(Dataset entries)
■ ■ ■

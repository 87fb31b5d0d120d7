//! Date extraction against OCR text: six regex patterns, deduplicated by
//! (year, month, day), gated to [1800, current year].
//!
//! Patterns and evaluation order are taken verbatim from `extractDates` in
//! `original_source/dates.go`.

use std::collections::HashSet;
use std::sync::OnceLock;

use chrono::{Datelike, TimeZone, Utc};
use regex::Regex;

const MONTH_NAMES: &str = "January|Jan|February|Feb|March|Mar|April|Apr|May|June|Jun|July|Jul|August|Aug|September|Sep|October|Oct|November|Nov|December|Dec";

fn month_from_str(s: &str) -> Option<u32> {
    match s.to_lowercase().as_str() {
        "jan" | "january" | "01" | "1" => Some(1),
        "feb" | "february" | "02" | "2" => Some(2),
        "mar" | "march" | "03" | "3" => Some(3),
        "apr" | "april" | "04" | "4" => Some(4),
        "may" | "05" => Some(5),
        "jun" | "june" | "06" | "6" => Some(6),
        "jul" | "july" | "07" | "7" => Some(7),
        "aug" | "august" | "08" | "8" => Some(8),
        "sep" | "september" | "09" | "9" => Some(9),
        "oct" | "october" | "10" => Some(10),
        "nov" | "november" | "11" => Some(11),
        "dec" | "december" | "12" => Some(12),
        _ => None,
    }
}

struct DatePatterns {
    day_month_year: Regex,
    m_d_y: Regex,
    month_year_comma: Regex,
    month_year: Regex,
    month_day_year: Regex,
    bare_year: Regex,
}

static PATTERNS: OnceLock<DatePatterns> = OnceLock::new();

fn patterns() -> &'static DatePatterns {
    PATTERNS.get_or_init(|| DatePatterns {
        day_month_year: Regex::new(&format!(
            r"(?i)(\d{{1,2}})(st|nd|rd|th)?\s(?:of\s)?({MONTH_NAMES}),?\s(\d{{2,4}})"
        ))
        .unwrap(),
        m_d_y: Regex::new(r"(?i)(\d{1,2})/(\d{1,2})/(\d{2,4})").unwrap(),
        month_year_comma: Regex::new(&format!(r"(?i)({MONTH_NAMES}),?\s(\d{{2,4}})")).unwrap(),
        month_year: Regex::new(&format!(r"(?i)({MONTH_NAMES})\s(\d{{4}})")).unwrap(),
        month_day_year: Regex::new(&format!(
            r"(?i)({MONTH_NAMES})\s(\d{{1,2}})(st|nd|rd|th)?,?\s(\d{{2,4}})"
        ))
        .unwrap(),
        bare_year: Regex::new(r"(\d{4})").unwrap(),
    })
}

fn ymd_utc(year: i32, month: u32, day: u32) -> Option<chrono::DateTime<Utc>> {
    Utc.with_ymd_and_hms(year, month, day, 0, 0, 0).single()
}

/// Extract and deduplicate dates mentioned in `text`, per spec §4.5/§8.
pub fn extract_dates(text: &str) -> Vec<chrono::DateTime<Utc>> {
    let p = patterns();
    let mut dates: Vec<chrono::DateTime<Utc>> = Vec::new();

    for caps in p.day_month_year.captures_iter(text) {
        let day: u32 = match caps.get(1).and_then(|m| m.as_str().parse().ok()) {
            Some(d) => d,
            None => continue,
        };
        let month = match month_from_str(&caps[3]) {
            Some(m) => m,
            None => continue,
        };
        let year: i32 = match caps.get(4).and_then(|m| m.as_str().parse().ok()) {
            Some(y) => y,
            None => continue,
        };
        if let Some(dt) = ymd_utc(year, month, day) {
            dates.push(dt);
        }
    }

    for caps in p.m_d_y.captures_iter(text) {
        let month: u32 = match caps.get(1).and_then(|m| m.as_str().parse().ok()) {
            Some(m) => m,
            None => continue,
        };
        let day: u32 = match caps.get(2).and_then(|m| m.as_str().parse().ok()) {
            Some(d) => d,
            None => continue,
        };
        let year: i32 = match caps.get(3).and_then(|m| m.as_str().parse().ok()) {
            Some(y) => y,
            None => continue,
        };
        if let Some(dt) = ymd_utc(year, month, day) {
            dates.push(dt);
        }
    }

    for caps in p.month_year_comma.captures_iter(text) {
        let month = match month_from_str(&caps[1]) {
            Some(m) => m,
            None => continue,
        };
        let year: i32 = match caps.get(2).and_then(|m| m.as_str().parse().ok()) {
            Some(y) => y,
            None => continue,
        };
        if let Some(dt) = ymd_utc(year, month, 1) {
            dates.push(dt);
        }
    }

    for caps in p.month_year.captures_iter(text) {
        let month = match month_from_str(&caps[1]) {
            Some(m) => m,
            None => continue,
        };
        let year: i32 = match caps.get(2).and_then(|m| m.as_str().parse().ok()) {
            Some(y) => y,
            None => continue,
        };
        if let Some(dt) = ymd_utc(year, month, 1) {
            dates.push(dt);
        }
    }

    for caps in p.month_day_year.captures_iter(text) {
        let month = match month_from_str(&caps[1]) {
            Some(m) => m,
            None => continue,
        };
        let day: u32 = match caps.get(2).and_then(|m| m.as_str().parse().ok()) {
            Some(d) => d,
            None => continue,
        };
        let year: i32 = match caps.get(4).and_then(|m| m.as_str().parse().ok()) {
            Some(y) => y,
            None => continue,
        };
        if let Some(dt) = ymd_utc(year, month, day) {
            dates.push(dt);
        }
    }

    for caps in p.bare_year.captures_iter(text) {
        let year: i32 = match caps.get(1).and_then(|m| m.as_str().parse().ok()) {
            Some(y) => y,
            None => continue,
        };
        let already_covered = dates.iter().any(|d| d.year() == year);
        if !already_covered {
            if let Some(dt) = ymd_utc(year, 6, 14) {
                dates.push(dt);
            }
        }
    }

    unique_times(dates)
}

fn unique_times(times: Vec<chrono::DateTime<Utc>>) -> Vec<chrono::DateTime<Utc>> {
    let current_year = Utc::now().year();
    let mut seen: HashSet<(i32, u32, u32)> = HashSet::new();
    let mut unique = Vec::new();
    for t in times {
        if t.year() < 1800 || t.year() > current_year {
            continue;
        }
        let key = (t.year(), t.month(), t.day());
        if seen.insert(key) {
            unique.push(t);
        }
    }
    unique
}

#[cfg(test)]
mod tests {
    use super::*;

    fn ymd(y: i32, m: u32, d: u32) -> chrono::DateTime<Utc> {
        Utc.with_ymd_and_hms(y, m, d, 0, 0, 0).single().unwrap()
    }

    #[test]
    fn dedup_has_no_duplicate_ymd() {
        let text = "March 2024. March 2024. 14th March, 2024.";
        let dates = extract_dates(text);
        let mut keys: Vec<(i32, u32, u32)> = dates.iter().map(|d| (d.year(), d.month(), d.day())).collect();
        let before = keys.len();
        keys.sort();
        keys.dedup();
        assert_eq!(before, keys.len());
    }

    #[test]
    fn years_outside_range_are_dropped() {
        let dates = extract_dates("In 1776 the nation was founded. Also 1492.");
        assert!(dates.is_empty());
    }

    #[test]
    fn scenario_two_from_spec() {
        let text = "His birthdate is on 14th Feb 2020, and her birthdate is on March 1st, 2019. \
                     Their anniversary is on 07/23/2020 and 6 Jan 2022. 6 MAR 1975.";
        let dates = extract_dates(text);
        assert!(dates.contains(&ymd(2020, 2, 14)));
        assert!(dates.contains(&ymd(2019, 3, 1)));
        assert!(dates.contains(&ymd(2020, 7, 23)));
    }

    #[test]
    fn bare_year_only_added_if_not_already_covered() {
        let dates = extract_dates("March 2024 was eventful. 2024 was a good year.");
        let count_2024 = dates.iter().filter(|d| d.year() == 2024).count();
        assert_eq!(count_2024, 1);
        assert_eq!(dates.iter().find(|d| d.year() == 2024).unwrap().month(), 3);
    }

    #[test]
    fn bare_year_uses_june_fourteenth_when_uncovered() {
        let dates = extract_dates("Filed in 1999.");
        assert_eq!(dates, vec![ymd(1999, 6, 14)]);
    }
}
//! `pdftotext PDF_PATH OUTPUT_PATH`
//!
//! Grounded on `original_source/pipeline.go` (`extractPlainTextFromPdf`).

use std::path::Path;

use tokio::sync::Semaphore;

use crate::error::ToolError;
use crate::tools::ResolvedBinaries;

/// Extract the embedded text layer of `pdf_path` into `output_path`.
pub async fn extract_text(
    binaries: &ResolvedBinaries,
    gate: &Semaphore,
    pdf_path: &Path,
    output_path: &Path,
) -> Result<(), ToolError> {
    let binary = binaries.path("pdftotext");
    let _permit = gate.acquire().await.expect("gate semaphore never closed");
    super::run_captured(
        "pdftotext",
        binary,
        &[pdf_path.as_os_str(), output_path.as_os_str()],
    )
    .await?;
    Ok(())
}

■ ■ ■

#### Problem to solve:
Set down each line exactly as it appears, starting at the top of the data and ending at the line containing "fn patterns() ->", and include no other lines.

#### Written response:
repository 87fb31b5d0d120d7
//! Date extraction against OCR text: six regex patterns, deduplicated by
//! (year, month, day), gated to [1800, current year].
//!
//! Patterns and evaluation order are taken verbatim from `extractDates` in
//! `original_source/dates.go`.

use std::collections::HashSet;
use std::sync::OnceLock;

use chrono::{Datelike, TimeZone, Utc};
use regex::Regex;

const MONTH_NAMES: &str = "January|Jan|February|Feb|March|Mar|April|Apr|May|June|Jun|July|Jul|August|Aug|September|Sep|October|Oct|November|Nov|December|Dec";

fn month_from_str(s: &str) -> Option<u32> {
    match s.to_lowercase().as_str() {
        "jan" | "january" | "01" | "1" => Some(1),
        "feb" | "february" | "02" | "2" => Some(2),
        "mar" | "march" | "03" | "3" => Some(3),
        "apr" | "april" | "04" | "4" => Some(4),
        "may" | "05" => Some(5),
        "jun" | "june" | "06" | "6" => Some(6),
        "jul" | "july" | "07" | "7" => Some(7),
        "aug" | "august" | "08" | "8" => Some(8),
        "sep" | "september" | "09" | "9" => Some(9),
        "oct" | "october" | "10" => Some(10),
        "nov" | "november" | "11" => Some(11),
        "dec" | "december" | "12" => Some(12),
        _ => None,
    }
}

struct DatePatterns {
    day_month_year: Regex,
    m_d_y: Regex,
    month_year_comma: Regex,
    month_year: Regex,
    month_day_year: Regex,
    bare_year: Regex,
}

static PATTERNS: OnceLock<DatePatterns> = OnceLock::new();

fn patterns() -> &'static DatePatterns {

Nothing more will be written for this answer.